** Exercise objective **
Go over the entries below line by line, copying each one that contains the word "present".
Information section start
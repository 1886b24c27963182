//! Error types and API response structures

use super::codes::ErrorCode;
use http::StatusCode;
use serde::{Deserialize, Serialize};
use serde_json::Value;
use std::collections::HashMap;
use thiserror::Error;

/// Application error with structured error code and details
///
/// The primary error type across the platform, providing:
/// - Standardized error codes via [`ErrorCode`]
/// - Human-readable messages
/// - Optional structured details (field-level errors, context)
#[derive(Debug, Clone, Error)]
#[error("{message}")]
pub struct AppError {
    /// The error code identifying the type of error
    pub code: ErrorCode,
    /// Human-readable error message
    pub message: String,
    /// Optional additional details (field-level errors, context, etc.)
    pub details: Option<HashMap<String, Value>>,
}

impl AppError {
    /// Create a new error with the default message for the error code
    pub fn new(code: ErrorCode) -> Self {
        Self {
            message: code.message().to_string(),
            code,
            details: None,
        }
    }

    /// Create a new error with a custom message
    pub fn with_message(code: ErrorCode, message: impl Into<String>) -> Self {
        Self {
            code,
            message: message.into(),
            details: None,
        }
    }

    /// Add a detail entry to this error
    pub fn with_detail(mut self, key: impl Into<String>, value: impl Into<Value>) -> Self {
        self.details
            .get_or_insert_with(HashMap::new)
            .insert(key.into(), value.into());
        self
    }

    /// Get the HTTP status code for this error
    pub fn http_status(&self) -> StatusCode {
        self.code.http_status()
    }

    // ==================== Convenience constructors ====================

    /// Create a validation error
    pub fn validation(msg: impl Into<String>) -> Self {
        Self::with_message(ErrorCode::ValidationFailed, msg)
    }

    /// Create a validation error naming the missing required field
    pub fn required_field(field: &str) -> Self {
        Self::with_message(ErrorCode::RequiredField, format!("{} is required", field))
            .with_detail("field", field)
    }

    /// Create a not found error
    pub fn not_found(resource: impl Into<String>) -> Self {
        let r = resource.into();
        Self::with_message(ErrorCode::NotFound, format!("{} not found", r))
            .with_detail("resource", r)
    }

    /// Create a forbidden/permission denied error
    pub fn forbidden(msg: impl Into<String>) -> Self {
        Self::with_message(ErrorCode::PermissionDenied, msg)
    }

    /// Create a subscription-lapsed error (caller redirects to billing)
    pub fn subscription_required() -> Self {
        Self::new(ErrorCode::SubscriptionRequired)
    }

    /// Create an internal error
    pub fn internal(msg: impl Into<String>) -> Self {
        Self::with_message(ErrorCode::InternalError, msg)
    }

    /// Create a database error
    pub fn database(msg: impl Into<String>) -> Self {
        Self::with_message(ErrorCode::DatabaseError, msg)
    }

    /// Create an invalid request error
    pub fn invalid_request(msg: impl Into<String>) -> Self {
        Self::with_message(ErrorCode::InvalidRequest, msg)
    }

    /// Create a conflict error (lost race, caller may retry)
    pub fn conflict(msg: impl Into<String>) -> Self {
        Self::with_message(ErrorCode::ConflictError, msg)
    }

    /// Create an illegal status transition error
    pub fn illegal_transition(msg: impl Into<String>) -> Self {
        Self::with_message(ErrorCode::IllegalTransition, msg)
    }
}

/// Unified API response structure
///
/// Provides a consistent response format for all API endpoints:
/// - `code`: Error code (0 for success)
/// - `message`: Human-readable message
/// - `data`: Response payload (on success)
/// - `details`: Additional error details (on failure)
#[derive(Debug, Clone, Serialize, Deserialize)]
pub struct ApiResponse<T> {
    /// Error code (0 for success, non-zero for errors)
    #[serde(skip_serializing_if = "Option::is_none")]
    pub code: Option<u16>,
    /// Human-readable message
    pub message: String,
    /// Response data (present on success)
    #[serde(skip_serializing_if = "Option::is_none")]
    pub data: Option<T>,
    /// Additional error details (present on failure)
    #[serde(skip_serializing_if = "Option::is_none")]
    pub details: Option<HashMap<String, Value>>,
}

impl<T> ApiResponse<T> {
    /// Create a success response with data
    pub fn success(data: T) -> Self {
        Self {
            code: Some(0),
            message: "OK".to_string(),
            data: Some(data),
            details: None,
        }
    }
}

impl ApiResponse<()> {
    /// Create a success response without data
    pub fn ok() -> Self {
        Self {
            code: Some(0),
            message: "OK".to_string(),
            data: None,
            details: None,
        }
    }

    /// Create an error response from an AppError
    pub fn error(err: &AppError) -> Self {
        Self {
            code: Some(err.code.code()),
            message: err.message.clone(),
            data: None,
            details: err.details.clone(),
        }
    }
}

impl<T> From<AppError> for ApiResponse<T> {
    fn from(err: AppError) -> Self {
        Self {
            code: Some(err.code.code()),
            message: err.message,
            data: None,
            details: err.details,
        }
    }
}

/// Type alias for Result with AppError
pub type AppResult<T> = Result<T, AppError>;

// ===== Axum Integration =====

impl axum::response::IntoResponse for AppError {
    fn into_response(self) -> axum::response::Response {
        use axum::Json;

        let status = self.http_status();
        let body = ApiResponse::<()>::error(&self);

        // Log system errors
        if matches!(self.code.category(), super::category::ErrorCategory::System) {
            tracing::error!(
                code = %self.code,
                message = %self.message,
                "System error occurred"
            );
        }

        (status, Json(body)).into_response()
    }
}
Information section end
** Task result **
    /// Response data (present on success)
    /// Additional error details (present on failure)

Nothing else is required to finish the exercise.